The funding will allow Snyder to complete pre-investigational new drug-enabling studies, a step toward securing US FDA approval of a human trial for neural stem cells as a potential treatment for newborns who experience oxygen and blood-flow deprivation during birth.
The resultant perinatal hypoxic-ischemic brain injury (HII) can cause cerebral palsy and other permanent neurological disorders.
“In the past 25 years that I have worked with these critically ill newborns, the only treatment advance for HII has been therapeutic hypothermia – or whole-body cooling – to prevent brain damage,” says Snyder, professor and director of the Center for Stem Cells & Regenerative Medicine at Sanford Burnham Prebys.
“When my lab first isolated human neural stem cells in the 1990s, I immediately thought of their potential to help these children.”
Of every 1,000 babies born in the US, two to four experience HII. Possible causes range from umbilical cord compression and disrupted maternal blood pressure to early separation of the placenta from the uterus.
Standard treatment includes therapeutic hypothermia, breathing assistance and life support. Approximately 10 to 20 per cent of affected infants develop cerebral palsy, epilepsy, an intellectual disability or additional permanent neurological disorders.
The subsequent lifelong medical and rehabilitative care is estimated to cost US$1 million per child. Indirect costs based on the impact on family dynamics are estimated to be two to five-fold greater.
“We hope to protect a subset of newborns from developing more serious neurological conditions by focusing on the brain cells that are simply stunned, not destroyed, from the insult – and hence potentially salvageable,” says Snyder.

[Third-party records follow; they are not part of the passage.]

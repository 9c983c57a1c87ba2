// This Source Code Form is subject to the terms of the Mozilla Public
// License, v. 2.0. If a copy of the MPL was not distributed with this
// file, You can obtain one at http://mozilla.org/MPL/2.0/.

//! Packs randomly sized rectangles with both strategies and writes each packing to
//! `./out/<strategy>_random.png`, one random color per rectangle.

use atlas_pack::{GuillotinePacker, PackRect, Placement, RectPacker, SkylinePacker};
use atlas_pack::euclid::default::Size2D;
use itertools::Itertools;
use rand::prelude::*;

const CANVAS: u32 = 512;

fn main() {
    let mut rng = StdRng::seed_from_u64(std::env::args().nth(1).and_then(|s| s.parse().ok()).unwrap_or(0));
    let rects: Vec<PackRect> = (0..96)
        .map(|id| PackRect::new(id, rng.gen_range(4, 96), rng.gen_range(4, 96)))
        .collect();

    std::fs::create_dir_all("./out").unwrap();
    let packers: Vec<(&str, Box<dyn RectPacker>)> = vec![
        ("skyline", Box::new(SkylinePacker::new())),
        ("guillotine", Box::new(GuillotinePacker::new())),
    ];

    for (name, mut packer) in packers {
        // Drop rectangles from the end until everything fits.
        let mut count = rects.len();
        let placed = loop {
            match packer.pack(Size2D::new(CANVAS, CANVAS), &rects[..count]) {
                Ok(placed) => break placed,
                Err(e) => count -= e.unplaced.len().min(count)
            }
        };
        println!("{}: placed {} of {} rects", name, placed.len(), rects.len());

        for (a, b) in placed.iter().tuple_combinations() {
            assert!(!a.rect.intersects(&b.rect));
        }
        output_packing(&format!("./out/{}_random.png", name), &placed, &mut rng);
    }
}

fn output_packing(path: &str, placed: &[Placement], rng: &mut StdRng) {
    let mut image = image::RgbaImage::new(CANVAS, CANVAS);
    for placement in placed {
        let color = image::Rgba([
            rng.gen_range(8, 256) as u8,
            rng.gen_range(8, 256) as u8,
            rng.gen_range(8, 256) as u8,
            255,
        ]);
        let r = placement.rect;
        for y in r.min_y()..r.max_y() {
            for x in r.min_x()..r.max_x() {
                image.put_pixel(x, y, color);
            }
        }
    }
    image.save(path).unwrap();
}
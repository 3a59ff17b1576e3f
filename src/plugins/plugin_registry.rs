// 插件来源注册表
// 静态列出可发现的插件，替代运行时扫描目录

use std::sync::Arc;

use crate::errors::PlugHostError;
use crate::plugins::plugin_interface::Plugin;

/// 插件工厂，每次发现都会创建新实例
pub type PluginFactory = Box<dyn Fn() -> Result<Arc<dyn Plugin>, PlugHostError> + Send + Sync>;

/// 插件来源
pub struct PluginSource {
    id: String,
    factory: PluginFactory,
}

impl PluginSource {
    /// 使用可能失败的工厂创建来源
    pub fn new<F>(id: impl Into<String>, factory: F) -> Self
    where
        F: Fn() -> Result<Arc<dyn Plugin>, PlugHostError> + Send + Sync + 'static,
    {
        Self {
            id: id.into(),
            factory: Box::new(factory),
        }
    }

    /// 使用不会失败的构造函数创建来源
    pub fn of<P, F>(id: impl Into<String>, build: F) -> Self
    where
        P: Plugin + 'static,
        F: Fn() -> P + Send + Sync + 'static,
    {
        Self::new(id, move || Ok(Arc::new(build()) as Arc<dyn Plugin>))
    }

    /// 插件 ID，对应来源目录名
    pub fn id(&self) -> &str {
        &self.id
    }

    pub fn instantiate(&self) -> Result<Arc<dyn Plugin>, PlugHostError> {
        (self.factory)()
    }
}

impl std::fmt::Debug for PluginSource {
    fn fmt(&self, f: &mut std::fmt::Formatter<'_>) -> std::fmt::Result {
        f.debug_struct("PluginSource").field("id", &self.id).finish()
    }
}
// 示例插件
// 演示最小的插件实现

use actix_web::HttpResponse;
use serde_json::json;

use crate::errors::PlugHostError;
use crate::plugins::plugin_interface::{Plugin, PluginMetadata};
use crate::plugins::route_table::{PluginRequest, RouteGroup};

pub struct SamplePlugin {
    metadata: PluginMetadata,
}

impl SamplePlugin {
    pub fn new() -> Self {
        Self {
            metadata: PluginMetadata {
                name: "Sample Plugin".to_string(),
                icon: "\u{f135}".to_string(),
                description: "This is a sample plugin.".to_string(),
                version: "1.0".to_string(),
                author: "Your Name".to_string(),
                ..PluginMetadata::default()
            },
        }
    }
}

impl Default for SamplePlugin {
    fn default() -> Self {
        Self::new()
    }
}

impl Plugin for SamplePlugin {
    fn metadata(&self) -> PluginMetadata {
        self.metadata.clone()
    }

    fn register_routes(&self, routes: &mut RouteGroup) {
        let body = json!({
            "name": self.metadata.name,
            "icon": self.metadata.icon,
            "description": self.metadata.description,
        });
        routes.get("/info", move |_req: PluginRequest| {
            let body = body.clone();
            async move { Ok::<_, PlugHostError>(HttpResponse::Ok().json(body)) }
        });
    }
}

“If we augment the injured area with neural stem cells, we may be able to restore some balance to the injured region. We might be able to rescue some of the nerve cells that are hanging on the precipice between life and death, and perhaps help infants reach their developmental milestones.”
Snyder first isolated human neural stem cells in 1998, a landmark discovery for the stem cell field. Over the past two decades, human neural stem cells have been tested extensively for their therapeutic potential.
The cells have been studied in animal models of Parkinson’s disease, amyotrophic lateral sclerosis (ALS), spinal cord injury and childhood neurodegenerative diseases.
Related human neural stem cells have been evaluated in clinical trials for adult brain tumours.
“These cells are exceptionally well characterised,” says Snyder. “We know that they are drawn to injured regions like a magnet, we know they make a cocktail of healing factors and we know they soak up toxins in damaged areas. These characteristics make them very promising therapies, particularly for the developing paediatric brain.”
The grant will allow Snyder and his team to conduct animal studies to determine the optimal dose, location and timing to introduce neural stem cells to rescue at-risk brain cells.
At the end of the project, which is anticipated to take 2.5 years, Snyder plans to present to the FDA.
He hopes to next launch a Phase 1b/2a clinical trial in newborns with HII to evaluate the neuroprotective effects of human neural stem cells.
“Today, we cross an important threshold,” says Snyder. “We are one step closer to a future where we may be able to protect some newborns from an unanticipated birth injury – and help parents give their children the best possible start in the world.”